La Falla Rincón de Loix vivió ayer una jornada repleta de actividad y ambiente festivo en la que no faltó la tradición, la convivencia y la representación institucional.
Durante la mañana, tuvo lugar uno de los actos más esperados por los falleros: la entrega de recompensas, en la que se reconoció la dedicación y trayectoria de los miembros de la comisión.
Ya al mediodía, se celebró la tradicional comida de hermandad, que contó con la asistencia de destacadas autoridades locales.
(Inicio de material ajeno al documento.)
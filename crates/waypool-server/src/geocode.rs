//! Google Maps geocoding client.
//!
//! Errors here are soft: the API layer degrades a failed geocode to an
//! address substring match, so this client reports `Unavailable` rather
//! than aborting anything.

use serde::Deserialize;
use waypool_core::external::{GeocodeError, GeocodedPlace, Geocoder};

const GEOCODE_URL: &str = "https://maps.googleapis.com/maps/api/geocode/json";

pub struct GoogleGeocoder {
  api_key: Option<String>,
  http:    reqwest::Client,
}

impl GoogleGeocoder {
  pub fn new(api_key: Option<String>) -> Self {
    Self { api_key, http: reqwest::Client::new() }
  }
}

// Just the fields we read out of the geocoding response.
#[derive(Deserialize)]
struct GeocodeResponse {
  results: Vec<GeocodeResult>,
}

#[derive(Deserialize)]
struct GeocodeResult {
  formatted_address: String,
  geometry:          Geometry,
}

#[derive(Deserialize)]
struct Geometry {
  location: LatLng,
}

#[derive(Deserialize)]
struct LatLng {
  lat: f64,
  lng: f64,
}

impl Geocoder for GoogleGeocoder {
  async fn geocode(&self, address: &str) -> Result<GeocodedPlace, GeocodeError> {
    let Some(key) = &self.api_key else {
      return Err(GeocodeError::Unavailable("no geocoding key configured".into()));
    };

    let response = self
      .http
      .get(GEOCODE_URL)
      .query(&[("address", address), ("key", key.as_str())])
      .send()
      .await
      .map_err(|e| GeocodeError::Unavailable(e.to_string()))?
      .error_for_status()
      .map_err(|e| GeocodeError::Unavailable(e.to_string()))?;

    let body: GeocodeResponse = response
      .json()
      .await
      .map_err(|e| GeocodeError::Unavailable(e.to_string()))?;

    let Some(first) = body.results.into_iter().next() else {
      return Err(GeocodeError::NotFound);
    };

    Ok(GeocodedPlace {
      lat:               first.geometry.location.lat,
      lng:               first.geometry.location.lng,
      formatted_address: first.formatted_address,
    })
  }
}
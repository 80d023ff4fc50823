//! SQLite backend for the Waypool ride store.
//!
//! One ride per row, with the passenger and request lists embedded as JSON
//! and a `revision` column carrying the optimistic-concurrency token.

pub mod encode;
pub mod error;
pub mod schema;
pub mod store;

pub use error::{Error, Result};
pub use store::SqliteStore;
Entre ellas, el alcalde de Benidorm, Toni Pérez; la concejala de Fiestas, Mariló Cebreros; así como diversos miembros de la corporación municipal, quienes compartieron mesa y ambiente con los falleros.
Por la tarde, la comisión recibió a su “familia del fuego”, en un emotivo encuentro en el que participaron las comisiones de la Falla Els Tolls y la Falla Benidorm Distrito Centro. También estuvieron presentes representantes de la Comisión de Fiestas Mayores Patronales de Benidorm, encabezados por su presidente, junto a las reinas y sus cortes de honor, así como miembros de la Asociación de Peñas.
Una jornada completa que pone de manifiesto la unión y el espíritu festero que caracteriza a las Fallas de Benidorm, reforzando los lazos entre comisiones y entidades locales.